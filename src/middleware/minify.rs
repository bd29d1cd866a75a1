use axum::{body::Body, response::Response};
cfg_if::cfg_if! {
    if #[cfg(not(debug_assertions))] {
        use axum::{body::to_bytes, http::header};
        use std::sync::LazyLock;

        static MINIFY_CFG: LazyLock<minify_html::Cfg> = LazyLock::new(|| minify_html::Cfg {
            keep_closing_tags: true,
            keep_html_and_head_opening_tags: true,
            minify_css: true,
            minify_js: true,
            ..Default::default()
        });

        fn is_html(response: &Response<Body>) -> bool {
            response
                .headers()
                .get(header::CONTENT_TYPE)
                .and_then(|h| h.to_str().ok())
                .is_some_and(|h| h.starts_with("text/html"))
        }
    }
}

/// Minifies HTML pages and fragments in release builds. Debug builds pass
/// responses through untouched so templates stay readable.
pub async fn minify_html_middleware(response: Response<Body>) -> Response<Body> {
    cfg_if::cfg_if! {
        if #[cfg(not(debug_assertions))] {
            if is_html(&response) {
                let (mut parts, body) = response.into_parts();
                let bytes = to_bytes(body, usize::MAX).await.unwrap_or_default();
                let minified = minify_html::minify(&bytes, &MINIFY_CFG);
                parts.headers.remove(header::CONTENT_LENGTH);

                return Response::from_parts(parts, Body::from(minified));
            }
        }
    }

    response
}
use axum::{
    RequestPartsExt,
    extract::FromRequestParts,
    http::{StatusCode, request::Parts},
    response::{Html, IntoResponse, Response},
};
use std::{collections::HashMap, convert::Infallible};

use crate::language::UserLanguage;

pub const SERVER_ERROR_MESSAGE: &str = "Something went wrong, please retry later";

pub(crate) mod filters {
    #[askama::filter_fn]
    pub fn t(value: &str, values: &dyn askama::Values) -> askama::Result<String> {
        let preferred_language = askama::get_value::<String>(values, "preferred_language")?;

        Ok(rust_i18n::t!(value, locale = preferred_language).to_string())
    }
}

pub struct Template {
    preferred_language: String,
}

impl Template {
    pub fn new(preferred_language: impl Into<String>) -> Self {
        Self {
            preferred_language: preferred_language.into(),
        }
    }

    pub fn preferred_language(&self) -> &str {
        &self.preferred_language
    }

    fn render_with_values<T: askama::Template>(
        &self,
        template: T,
    ) -> Result<String, askama::Error> {
        let mut values: HashMap<&str, Box<dyn std::any::Any>> = HashMap::new();
        values.insert(
            "preferred_language",
            Box::new(self.preferred_language.to_owned()),
        );

        #[cfg(debug_assertions)]
        {
            values.insert("is_dev", Box::new(true));
        }
        #[cfg(not(debug_assertions))]
        {
            values.insert("is_dev", Box::new(false));
        }

        template.render_with_values(&values)
    }

    pub fn render<T: askama::Template>(&self, template: T) -> Response {
        match self.render_with_values(template) {
            Ok(html) => Html(html).into_response(),
            Err(err) => {
                tracing::error!("Failed to render template: {err}");

                (
                    StatusCode::INTERNAL_SERVER_ERROR,
                    format!("{SERVER_ERROR_MESSAGE}. Error: {err}"),
                )
                    .into_response()
            }
        }
    }
}

impl<S: Send + Sync> FromRequestParts<S> for Template {
    type Rejection = Infallible;

    async fn from_request_parts(parts: &mut Parts, _state: &S) -> Result<Self, Self::Rejection> {
        let user_language = parts.extract::<UserLanguage>().await.unwrap_or_default();

        Ok(Template::new(user_language.preferred()))
    }
}

#[derive(askama::Template)]
#[template(path = "404.html")]
pub struct NotFoundTemplate {
    pub lang: String,
}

* **To do**: Output the records exactly, including every line.

* **Written reply**:
filename src/middleware/minify.rs
repository bd29d1cd866a75a1
use axum::{body::Body, response::Response};
cfg_if::cfg_if! {
    if #[cfg(not(debug_assertions))] {
        use axum::{body::to_bytes, http::header};
        use std::sync::LazyLock;

        static MINIFY_CFG: LazyLock<minify_html::Cfg> = LazyLock::new(|| minify_html::Cfg {
            keep_closing_tags: true,
            keep_html_and_head_opening_tags: true,
            minify_css: true,
            minify_js: true,
            ..Default::default()
        });

        fn is_html(response: &Response<Body>) -> bool {
            response
                .headers()
                .get(header::CONTENT_TYPE)
                .and_then(|h| h.to_str().ok())
                .is_some_and(|h| h.starts_with("text/html"))
        }
    }
}

/// Minifies HTML pages and fragments in release builds. Debug builds pass
/// responses through untouched so templates stay readable.
pub async fn minify_html_middleware(response: Response<Body>) -> Response<Body> {
    cfg_if::cfg_if! {
        if #[cfg(not(debug_assertions))] {
            if is_html(&response) {
                let (mut parts, body) = response.into_parts();
                let bytes = to_bytes(body, usize::MAX).await.unwrap_or_default();
                let minified = minify_html::minify(&bytes, &MINIFY_CFG);
                parts.headers.remove(header::CONTENT_LENGTH);

                return Response::from_parts(parts, Body::from(minified));
            }
        }
    }

    response
}
use axum::{
    RequestPartsExt,
    extract::FromRequestParts,
    http::{StatusCode, request::Parts},
    response::{Html, IntoResponse, Response},
};
use std::{collections::HashMap, convert::Infallible};

use crate::language::UserLanguage;

pub const SERVER_ERROR_MESSAGE: &str = "Something went wrong, please retry later";

pub(crate) mod filters {
    #[askama::filter_fn]
    pub fn t(value: &str, values: &dyn askama::Values) -> askama::Result<String> {
        let preferred_language = askama::get_value::<String>(values, "preferred_language")?;

        Ok(rust_i18n::t!(value, locale = preferred_language).to_string())
    }
}

pub struct Template {
    preferred_language: String,
}

impl Template {
    pub fn new(preferred_language: impl Into<String>) -> Self {
        Self {
            preferred_language: preferred_language.into(),
        }
    }

    pub fn preferred_language(&self) -> &str {
        &self.preferred_language
    }

    fn render_with_values<T: askama::Template>(
        &self,
        template: T,
    ) -> Result<String, askama::Error> {
        let mut values: HashMap<&str, Box<dyn std::any::Any>> = HashMap::new();
        values.insert(
            "preferred_language",
            Box::new(self.preferred_language.to_owned()),
        );

        #[cfg(debug_assertions)]
        {
            values.insert("is_dev", Box::new(true));
        }
        #[cfg(not(debug_assertions))]
        {
            values.insert("is_dev", Box::new(false));
        }

        template.render_with_values(&values)
    }

    pub fn render<T: askama::Template>(&self, template: T) -> Response {
        match self.render_with_values(template) {
            Ok(html) => Html(html).into_response(),
            Err(err) => {
                tracing::error!("Failed to render template: {err}");

                (
                    StatusCode::INTERNAL_SERVER_ERROR,
                    format!("{SERVER_ERROR_MESSAGE}. Error: {err}"),
                )
                    .into_response()
            }
        }
    }
}

impl<S: Send + Sync> FromRequestParts<S> for Template {
    type Rejection = Infallible;

    async fn from_request_parts(parts: &mut Parts, _state: &S) -> Result<Self, Self::Rejection> {
        let user_language = parts.extract::<UserLanguage>().await.unwrap_or_default();

        Ok(Template::new(user_language.preferred()))
    }
}

#[derive(askama::Template)]
#[template(path = "404.html")]
pub struct NotFoundTemplate {
    pub lang: String,
}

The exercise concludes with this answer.